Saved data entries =
:::::

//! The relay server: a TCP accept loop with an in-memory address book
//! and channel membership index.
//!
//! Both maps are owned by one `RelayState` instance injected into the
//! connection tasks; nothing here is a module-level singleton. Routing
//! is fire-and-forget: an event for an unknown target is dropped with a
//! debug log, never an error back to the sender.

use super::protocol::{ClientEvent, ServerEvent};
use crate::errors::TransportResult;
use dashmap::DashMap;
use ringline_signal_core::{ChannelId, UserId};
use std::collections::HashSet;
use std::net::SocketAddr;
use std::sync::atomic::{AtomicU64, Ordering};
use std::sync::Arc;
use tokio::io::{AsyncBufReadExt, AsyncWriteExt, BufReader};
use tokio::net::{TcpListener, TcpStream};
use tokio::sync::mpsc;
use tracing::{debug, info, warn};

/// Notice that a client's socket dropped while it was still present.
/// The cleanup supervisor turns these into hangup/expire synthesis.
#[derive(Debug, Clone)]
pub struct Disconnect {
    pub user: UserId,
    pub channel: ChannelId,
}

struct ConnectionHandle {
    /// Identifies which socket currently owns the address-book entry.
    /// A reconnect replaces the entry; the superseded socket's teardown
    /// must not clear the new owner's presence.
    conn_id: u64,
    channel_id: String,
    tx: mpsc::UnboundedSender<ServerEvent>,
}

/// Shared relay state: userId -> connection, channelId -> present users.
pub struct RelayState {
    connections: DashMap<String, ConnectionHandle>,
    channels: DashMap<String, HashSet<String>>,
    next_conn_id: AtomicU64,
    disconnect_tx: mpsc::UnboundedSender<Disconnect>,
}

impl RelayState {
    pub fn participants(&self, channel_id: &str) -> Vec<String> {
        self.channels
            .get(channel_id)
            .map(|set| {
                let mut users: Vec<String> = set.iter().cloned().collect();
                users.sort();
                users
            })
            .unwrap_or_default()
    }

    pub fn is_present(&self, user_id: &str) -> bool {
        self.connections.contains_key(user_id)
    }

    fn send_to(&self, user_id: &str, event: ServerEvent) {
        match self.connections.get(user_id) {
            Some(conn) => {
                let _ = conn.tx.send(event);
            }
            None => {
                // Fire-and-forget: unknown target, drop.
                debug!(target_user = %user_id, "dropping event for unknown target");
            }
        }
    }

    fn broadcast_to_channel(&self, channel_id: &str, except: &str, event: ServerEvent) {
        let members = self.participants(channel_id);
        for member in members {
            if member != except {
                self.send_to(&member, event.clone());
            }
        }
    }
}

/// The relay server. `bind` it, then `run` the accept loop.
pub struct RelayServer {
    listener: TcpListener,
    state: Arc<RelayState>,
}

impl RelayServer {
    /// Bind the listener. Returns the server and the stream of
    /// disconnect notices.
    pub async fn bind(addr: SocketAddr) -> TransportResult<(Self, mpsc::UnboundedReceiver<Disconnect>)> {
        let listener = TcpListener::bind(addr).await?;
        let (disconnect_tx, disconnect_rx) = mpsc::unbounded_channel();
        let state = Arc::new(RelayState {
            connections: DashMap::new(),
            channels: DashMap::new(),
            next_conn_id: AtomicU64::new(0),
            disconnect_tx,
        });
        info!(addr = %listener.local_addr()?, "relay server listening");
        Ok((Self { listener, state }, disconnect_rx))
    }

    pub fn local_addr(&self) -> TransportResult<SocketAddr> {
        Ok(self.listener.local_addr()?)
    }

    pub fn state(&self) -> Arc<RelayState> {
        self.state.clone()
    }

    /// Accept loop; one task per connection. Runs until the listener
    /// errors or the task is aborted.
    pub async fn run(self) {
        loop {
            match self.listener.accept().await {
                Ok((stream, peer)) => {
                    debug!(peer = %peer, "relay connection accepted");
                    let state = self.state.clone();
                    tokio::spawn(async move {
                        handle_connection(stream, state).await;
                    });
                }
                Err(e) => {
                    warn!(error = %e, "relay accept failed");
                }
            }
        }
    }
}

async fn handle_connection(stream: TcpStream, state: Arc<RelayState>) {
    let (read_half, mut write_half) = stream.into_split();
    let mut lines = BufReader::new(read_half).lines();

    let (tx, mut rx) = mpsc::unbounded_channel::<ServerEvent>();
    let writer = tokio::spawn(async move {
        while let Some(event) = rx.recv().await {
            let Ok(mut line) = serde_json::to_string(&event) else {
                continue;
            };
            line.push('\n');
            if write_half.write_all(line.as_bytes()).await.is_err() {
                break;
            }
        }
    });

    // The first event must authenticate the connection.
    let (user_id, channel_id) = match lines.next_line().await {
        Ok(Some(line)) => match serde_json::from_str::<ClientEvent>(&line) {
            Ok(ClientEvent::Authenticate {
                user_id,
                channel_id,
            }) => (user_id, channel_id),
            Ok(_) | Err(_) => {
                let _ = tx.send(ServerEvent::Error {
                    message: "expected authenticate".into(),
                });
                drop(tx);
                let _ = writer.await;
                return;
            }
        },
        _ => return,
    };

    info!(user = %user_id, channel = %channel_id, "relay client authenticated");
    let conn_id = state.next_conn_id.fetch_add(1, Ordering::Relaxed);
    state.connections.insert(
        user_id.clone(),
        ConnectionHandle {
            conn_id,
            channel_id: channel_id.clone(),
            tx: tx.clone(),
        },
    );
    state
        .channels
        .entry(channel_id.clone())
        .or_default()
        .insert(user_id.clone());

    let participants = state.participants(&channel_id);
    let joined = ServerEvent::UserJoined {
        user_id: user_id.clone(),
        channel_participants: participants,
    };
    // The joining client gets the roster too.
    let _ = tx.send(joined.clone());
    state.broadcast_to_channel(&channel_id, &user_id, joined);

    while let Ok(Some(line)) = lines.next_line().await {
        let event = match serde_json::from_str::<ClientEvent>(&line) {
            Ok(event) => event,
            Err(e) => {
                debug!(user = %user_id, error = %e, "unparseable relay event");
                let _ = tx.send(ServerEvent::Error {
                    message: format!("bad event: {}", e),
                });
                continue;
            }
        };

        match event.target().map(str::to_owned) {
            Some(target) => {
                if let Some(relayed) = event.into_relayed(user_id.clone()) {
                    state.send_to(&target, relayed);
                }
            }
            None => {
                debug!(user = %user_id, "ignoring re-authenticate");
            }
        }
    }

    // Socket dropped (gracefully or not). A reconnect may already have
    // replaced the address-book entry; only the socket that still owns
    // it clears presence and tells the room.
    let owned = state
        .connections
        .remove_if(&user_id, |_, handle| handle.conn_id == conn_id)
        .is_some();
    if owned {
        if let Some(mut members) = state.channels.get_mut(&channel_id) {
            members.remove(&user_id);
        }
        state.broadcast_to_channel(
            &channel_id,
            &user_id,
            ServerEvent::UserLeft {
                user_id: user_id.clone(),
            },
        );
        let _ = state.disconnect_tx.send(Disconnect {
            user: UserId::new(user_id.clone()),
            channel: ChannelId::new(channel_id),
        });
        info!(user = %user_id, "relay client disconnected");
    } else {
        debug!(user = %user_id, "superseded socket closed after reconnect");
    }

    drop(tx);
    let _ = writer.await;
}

:::::

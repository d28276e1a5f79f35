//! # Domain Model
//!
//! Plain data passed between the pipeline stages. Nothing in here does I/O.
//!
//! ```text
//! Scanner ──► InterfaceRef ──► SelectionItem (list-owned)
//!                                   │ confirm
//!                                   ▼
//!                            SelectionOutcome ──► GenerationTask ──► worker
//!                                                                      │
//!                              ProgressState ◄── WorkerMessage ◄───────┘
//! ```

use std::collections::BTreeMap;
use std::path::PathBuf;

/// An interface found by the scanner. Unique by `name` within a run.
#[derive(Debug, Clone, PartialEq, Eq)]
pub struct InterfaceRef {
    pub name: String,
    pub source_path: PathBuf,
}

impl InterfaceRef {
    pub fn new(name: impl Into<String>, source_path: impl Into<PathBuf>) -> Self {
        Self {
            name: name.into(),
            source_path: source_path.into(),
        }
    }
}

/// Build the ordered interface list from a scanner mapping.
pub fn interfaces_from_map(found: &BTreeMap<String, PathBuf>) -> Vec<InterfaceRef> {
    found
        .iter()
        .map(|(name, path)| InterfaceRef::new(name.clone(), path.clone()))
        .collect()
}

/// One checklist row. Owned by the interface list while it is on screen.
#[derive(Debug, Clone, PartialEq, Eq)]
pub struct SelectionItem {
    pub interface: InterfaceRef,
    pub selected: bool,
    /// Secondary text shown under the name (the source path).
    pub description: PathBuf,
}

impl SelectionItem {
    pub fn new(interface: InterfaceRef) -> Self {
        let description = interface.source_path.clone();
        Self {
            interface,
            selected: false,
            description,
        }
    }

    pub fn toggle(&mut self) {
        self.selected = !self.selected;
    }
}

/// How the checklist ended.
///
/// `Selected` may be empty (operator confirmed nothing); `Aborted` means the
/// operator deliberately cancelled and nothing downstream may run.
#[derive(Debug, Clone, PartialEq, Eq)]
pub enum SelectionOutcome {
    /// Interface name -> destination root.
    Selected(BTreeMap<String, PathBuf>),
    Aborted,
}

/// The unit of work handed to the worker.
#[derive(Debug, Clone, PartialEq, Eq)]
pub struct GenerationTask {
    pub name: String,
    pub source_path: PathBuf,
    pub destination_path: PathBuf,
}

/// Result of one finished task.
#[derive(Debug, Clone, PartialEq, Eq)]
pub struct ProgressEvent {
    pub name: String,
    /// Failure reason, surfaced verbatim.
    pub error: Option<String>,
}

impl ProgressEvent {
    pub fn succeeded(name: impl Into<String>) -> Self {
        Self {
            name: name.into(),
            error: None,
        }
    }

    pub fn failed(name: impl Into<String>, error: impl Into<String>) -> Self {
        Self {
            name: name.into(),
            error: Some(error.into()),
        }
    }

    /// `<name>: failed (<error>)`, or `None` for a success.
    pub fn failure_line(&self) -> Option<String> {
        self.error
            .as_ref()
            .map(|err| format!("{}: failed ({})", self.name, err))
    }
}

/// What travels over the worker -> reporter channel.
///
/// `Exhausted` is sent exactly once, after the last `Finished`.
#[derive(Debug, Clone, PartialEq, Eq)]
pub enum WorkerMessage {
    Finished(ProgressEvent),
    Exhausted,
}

:::::

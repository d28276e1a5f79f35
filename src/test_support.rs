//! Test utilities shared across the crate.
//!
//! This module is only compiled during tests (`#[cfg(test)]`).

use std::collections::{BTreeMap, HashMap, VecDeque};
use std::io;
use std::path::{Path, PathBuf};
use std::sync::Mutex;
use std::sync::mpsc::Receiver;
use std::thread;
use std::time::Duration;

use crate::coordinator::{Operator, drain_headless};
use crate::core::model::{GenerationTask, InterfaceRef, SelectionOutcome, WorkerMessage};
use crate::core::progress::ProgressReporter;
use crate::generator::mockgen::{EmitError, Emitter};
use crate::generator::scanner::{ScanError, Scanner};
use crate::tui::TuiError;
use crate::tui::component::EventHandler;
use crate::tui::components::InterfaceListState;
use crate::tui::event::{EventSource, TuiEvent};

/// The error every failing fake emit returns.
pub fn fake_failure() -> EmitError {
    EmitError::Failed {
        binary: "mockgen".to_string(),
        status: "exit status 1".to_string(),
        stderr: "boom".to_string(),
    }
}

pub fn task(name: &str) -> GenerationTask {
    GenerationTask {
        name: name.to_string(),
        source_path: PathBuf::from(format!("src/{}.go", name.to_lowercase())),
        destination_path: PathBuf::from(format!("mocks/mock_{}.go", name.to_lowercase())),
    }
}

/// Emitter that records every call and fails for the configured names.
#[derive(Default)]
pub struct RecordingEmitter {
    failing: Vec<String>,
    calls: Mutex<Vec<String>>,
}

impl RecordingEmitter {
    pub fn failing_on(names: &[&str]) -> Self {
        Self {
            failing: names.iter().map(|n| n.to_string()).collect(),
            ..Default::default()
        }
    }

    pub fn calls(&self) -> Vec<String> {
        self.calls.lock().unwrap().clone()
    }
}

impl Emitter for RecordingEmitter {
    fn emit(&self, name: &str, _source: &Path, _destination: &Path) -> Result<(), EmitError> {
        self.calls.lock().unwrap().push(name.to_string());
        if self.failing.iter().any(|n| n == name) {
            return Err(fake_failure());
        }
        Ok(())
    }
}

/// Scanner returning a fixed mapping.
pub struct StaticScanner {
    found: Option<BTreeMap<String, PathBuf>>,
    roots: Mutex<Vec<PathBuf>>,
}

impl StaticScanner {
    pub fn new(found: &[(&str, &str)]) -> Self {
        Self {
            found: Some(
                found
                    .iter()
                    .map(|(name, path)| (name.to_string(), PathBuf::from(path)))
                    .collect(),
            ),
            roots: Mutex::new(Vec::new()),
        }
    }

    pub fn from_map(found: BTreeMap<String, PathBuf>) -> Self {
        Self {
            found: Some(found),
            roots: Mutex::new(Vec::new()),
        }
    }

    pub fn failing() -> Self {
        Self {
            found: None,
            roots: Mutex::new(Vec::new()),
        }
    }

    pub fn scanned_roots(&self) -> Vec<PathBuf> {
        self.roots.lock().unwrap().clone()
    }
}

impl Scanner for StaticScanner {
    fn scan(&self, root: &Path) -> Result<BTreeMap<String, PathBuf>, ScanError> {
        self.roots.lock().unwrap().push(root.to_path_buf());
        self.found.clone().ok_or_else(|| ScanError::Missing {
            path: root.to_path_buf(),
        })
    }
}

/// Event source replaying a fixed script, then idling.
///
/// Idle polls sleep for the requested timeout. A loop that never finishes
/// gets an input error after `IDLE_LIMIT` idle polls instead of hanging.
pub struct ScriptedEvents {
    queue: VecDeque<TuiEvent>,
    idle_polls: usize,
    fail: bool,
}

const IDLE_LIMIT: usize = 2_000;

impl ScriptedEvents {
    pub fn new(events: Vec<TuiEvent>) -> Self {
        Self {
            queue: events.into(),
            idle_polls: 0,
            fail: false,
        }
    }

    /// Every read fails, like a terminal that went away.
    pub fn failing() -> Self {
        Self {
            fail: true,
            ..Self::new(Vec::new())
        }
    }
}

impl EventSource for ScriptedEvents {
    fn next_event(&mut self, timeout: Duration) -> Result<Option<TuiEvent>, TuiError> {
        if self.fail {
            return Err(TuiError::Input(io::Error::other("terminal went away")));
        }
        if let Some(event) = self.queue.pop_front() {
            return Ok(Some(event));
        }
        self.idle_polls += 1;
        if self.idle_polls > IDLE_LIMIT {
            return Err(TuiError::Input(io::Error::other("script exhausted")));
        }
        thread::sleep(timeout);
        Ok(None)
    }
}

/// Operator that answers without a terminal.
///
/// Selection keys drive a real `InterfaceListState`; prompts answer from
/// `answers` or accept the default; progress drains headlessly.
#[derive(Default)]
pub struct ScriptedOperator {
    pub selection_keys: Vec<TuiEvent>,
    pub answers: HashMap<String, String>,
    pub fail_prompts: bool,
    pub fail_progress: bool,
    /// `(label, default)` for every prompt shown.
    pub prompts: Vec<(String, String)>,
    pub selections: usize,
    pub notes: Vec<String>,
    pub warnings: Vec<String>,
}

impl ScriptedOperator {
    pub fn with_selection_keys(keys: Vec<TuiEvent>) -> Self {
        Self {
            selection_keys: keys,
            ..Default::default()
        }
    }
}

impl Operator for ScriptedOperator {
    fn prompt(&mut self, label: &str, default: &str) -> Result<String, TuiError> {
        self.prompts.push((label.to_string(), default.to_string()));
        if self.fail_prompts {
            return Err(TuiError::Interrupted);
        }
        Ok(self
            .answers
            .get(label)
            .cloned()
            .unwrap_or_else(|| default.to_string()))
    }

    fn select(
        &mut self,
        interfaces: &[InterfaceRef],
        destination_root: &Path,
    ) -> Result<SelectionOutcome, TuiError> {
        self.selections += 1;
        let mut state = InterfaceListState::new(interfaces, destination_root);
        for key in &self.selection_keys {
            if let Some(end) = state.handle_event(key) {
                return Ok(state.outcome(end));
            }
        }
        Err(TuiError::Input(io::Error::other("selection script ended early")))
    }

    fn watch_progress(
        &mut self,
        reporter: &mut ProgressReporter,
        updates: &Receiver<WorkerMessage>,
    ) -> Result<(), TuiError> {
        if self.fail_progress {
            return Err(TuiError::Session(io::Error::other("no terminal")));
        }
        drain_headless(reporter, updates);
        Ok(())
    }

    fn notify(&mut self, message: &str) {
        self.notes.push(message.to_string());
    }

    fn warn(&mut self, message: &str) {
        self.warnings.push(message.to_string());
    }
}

:::::

WHAT TO WORK ON = Read the lines above. Gather those in which the string "peer" is found.

SOLUTION BELOW =
                Ok((stream, peer)) => {
                    debug!(peer = %peer, "relay connection accepted");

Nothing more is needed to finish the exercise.